A number of neurochemical factors can induce seizures experimentally, and these provides a sense of the types of problems involved. The following, for example, can induce seizures:
As described above glutamate is the most abundant excitatory neurotransmitter in the brain and spinal cord. On the other hand, the most abundant inhibitory neurotransmitter is GABA.
QUESTION: During a seizure, why is the overactivity of NMDA receptors delayed relative to AMPA receptors?
QUESTION: Domoate is a toxin concentrated in mussels, and it tends to activate AMPA and NMDA receptors. Would you expect it to promote or suppress seizures?
QUESTION: In tissue surgically removed from an epileptic focus, would you expect to find upregulation or downregulation of AMPA and NMDA receptors?

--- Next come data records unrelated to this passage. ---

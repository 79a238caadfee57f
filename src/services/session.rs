use rand::rngs::StdRng;
use rand::seq::SliceRandom;
use rand::SeedableRng;
use time::OffsetDateTime;
use uuid::Uuid;

use crate::core::state::AppState;
use crate::db::models::{Attempt, Exam, Question, ScoreState};
use crate::db::types::{GradingStatus, SubmitMode};
use crate::services::aggregate::mutate_exam;
use crate::services::errors::AttemptError;
use crate::services::retake;
use crate::services::submission_finalize::{announce, finalize_attempt, SubmissionNotice};

/// Who is asking to sit the exam, as established by the identity token.
#[derive(Debug, Clone)]
pub(crate) struct Candidate<'a> {
    pub(crate) student_id: &'a str,
    pub(crate) student_name: &'a str,
    pub(crate) class_id: Option<&'a str>,
}

/// Attempt state handed back on start or resume.
#[derive(Debug, Clone, PartialEq)]
pub(crate) struct SessionSnapshot {
    pub(crate) attempt: Attempt,
    pub(crate) questions: Vec<Question>,
    pub(crate) remaining_seconds: i64,
    pub(crate) resumed: bool,
}

#[derive(Debug, Clone, PartialEq)]
pub(crate) enum StartOutcome {
    Active(SessionSnapshot),
    Expired(SubmissionNotice),
}

/// Seconds left for `attempt`: the smaller of the duration budget and the exam window.
pub(crate) fn seconds_remaining(exam: &Exam, attempt: &Attempt, now: OffsetDateTime) -> i64 {
    let budget = i64::from(exam.duration_minutes) * 60
        - i64::try_from(attempt.time_spent_seconds).unwrap_or(i64::MAX);
    let window = (exam.end_time - now).whole_seconds();
    budget.min(window)
}

pub(crate) fn ensure_enrolled(exam: &Exam, class_id: Option<&str>) -> Result<(), AttemptError> {
    if class_id != Some(exam.class_id.as_str()) {
        return Err(AttemptError::validation("You are not enrolled in the class for this exam"));
    }
    Ok(())
}

pub(crate) fn start_or_resume(
    exam: &mut Exam,
    candidate: &Candidate<'_>,
    now: OffsetDateTime,
) -> Result<StartOutcome, AttemptError> {
    ensure_enrolled(exam, candidate.class_id)?;
    if now < exam.start_time {
        return Err(AttemptError::validation("Exam has not started yet"));
    }

    if let Some(index) = exam.incomplete_attempt_index(candidate.student_id) {
        let remaining = seconds_remaining(exam, &exam.attempts[index], now);
        if remaining <= 0 {
            let notice = finalize_attempt(exam, index, SubmitMode::AutoExpiry, now);
            return Ok(StartOutcome::Expired(notice));
        }

        return Ok(StartOutcome::Active(snapshot(exam, index, remaining, true)));
    }

    if now > exam.end_time {
        return Err(AttemptError::Expired { auto_submitted: false });
    }

    retake::ensure_may_start(exam, candidate.student_id)?;

    let attempt_number = exam.attempts_for(candidate.student_id).count() as u32 + 1;
    let attempt = Attempt {
        id: Uuid::new_v4().to_string(),
        student_id: candidate.student_id.to_string(),
        student_name: candidate.student_name.to_string(),
        attempt_number,
        started_at: now,
        submitted_at: None,
        is_completed: false,
        submit_mode: None,
        answers: Vec::new(),
        time_spent_seconds: 0,
        question_order: question_order(exam, rand::random()),
        grading_status: GradingStatus::Pending,
        needs_grading: false,
        score: ScoreState::Ungraded,
        updated_at: now,
    };
    exam.attempts.push(attempt);

    let index = exam.attempts.len() - 1;
    let remaining = seconds_remaining(exam, &exam.attempts[index], now);
    Ok(StartOutcome::Active(snapshot(exam, index, remaining, false)))
}

/// Question numbers in presentation order. Shuffled per attempt when enabled.
pub(crate) fn question_order(exam: &Exam, seed: u64) -> Vec<u32> {
    let mut order: Vec<u32> = exam.questions.iter().map(|q| q.question_number).collect();
    if exam.options.shuffle {
        let mut rng = StdRng::seed_from_u64(seed);
        order.shuffle(&mut rng);
    }
    order
}

fn snapshot(exam: &Exam, index: usize, remaining_seconds: i64, resumed: bool) -> SessionSnapshot {
    let attempt = exam.attempts[index].clone();
    let mut questions: Vec<Question> = attempt
        .question_order
        .iter()
        .filter_map(|number| exam.question(*number).cloned())
        .collect();
    // Questions added to the catalog without an order entry go last.
    for question in &exam.questions {
        if !attempt.question_order.contains(&question.question_number) {
            questions.push(question.clone());
        }
    }

    SessionSnapshot { attempt, questions, remaining_seconds, resumed }
}

pub(crate) async fn start(
    state: &AppState,
    exam_id: &str,
    candidate: Candidate<'_>,
    now: OffsetDateTime,
) -> Result<SessionSnapshot, AttemptError> {
    let outcome = mutate_exam(state.store(), exam_id, state.write_retries(), |exam| {
        start_or_resume(exam, &candidate, now)
    })
    .await?;

    match outcome {
        StartOutcome::Active(snapshot) => {
            if !snapshot.resumed {
                metrics::counter!("exam_attempts_started_total").increment(1);
            }
            tracing::info!(
                exam_id,
                student_id = candidate.student_id,
                attempt_id = %snapshot.attempt.id,
                attempt_number = snapshot.attempt.attempt_number,
                resumed = snapshot.resumed,
                remaining_seconds = snapshot.remaining_seconds,
                "Attempt session opened"
            );
            Ok(snapshot)
        }
        StartOutcome::Expired(notice) => {
            announce(state, &notice);
            Err(AttemptError::Expired { auto_submitted: true })
        }
    }
}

QUESTION: From the above, you might expect a drug that increases the opening of GABA receptors to help in epilepsy. Can you name such a drug?
(Other drugs used in epilepsy tend to act on voltage-gated Na+ channels or voltage gated Ca++ channels.)
(From the above, you might wonder why glutamate antagonists can't be used as for epilepsy. Actually, blockers of both AMPA and NMDA receptors do suppress seizures in certain animal studies, but have not proven to be useful clinically.)
Phenothiazines, such as chlorpromazine, began to be used to treat psychotic disorders such as schizophrenia and bipolar disorders in the 1950s, and by the 1960s had greatly reduced the number of institutionalized patients. They have sedative effects as well. They act as dopamine receptor antagonists, although they do have other actions.
The dopamine receptors are all seven transmembrane domain proteins linked to trimeric G proteins. Thus they create slow EPSPs. This should not be surprising in neural circuits involved in emotions and motivations, where changes occur over seconds or longer.
Dopamine is structurally related to epinephrine and norepinephrine, which also act via seven transmembrane domain receptors coupled to trimeric G proteins.
There are a number of categories of antidepressant medications. We will briefly look at two.
The most important are selective serotonin reuptake inhibitors, such as fluoxetine (Prozac). These block the transporter that transfers the neurotransmitter serotonin from the synaptic cleft to the cytosol of the presynaptic terminal. Thus, they increase the action of serotonin in the synaptic cleft. Serotonin also acts on seven transmembrane domain receptors linked to a trimeric G proteins.
The tricyclic antidepressants began to be used for depression in the 1950s. They are now less likely to be used for depression than newer types of drugs. They are also used sometimes for neuropathic pain and other uses. The tricyclic antidepressants block reuptake transporters for serotonin and norepinephrine.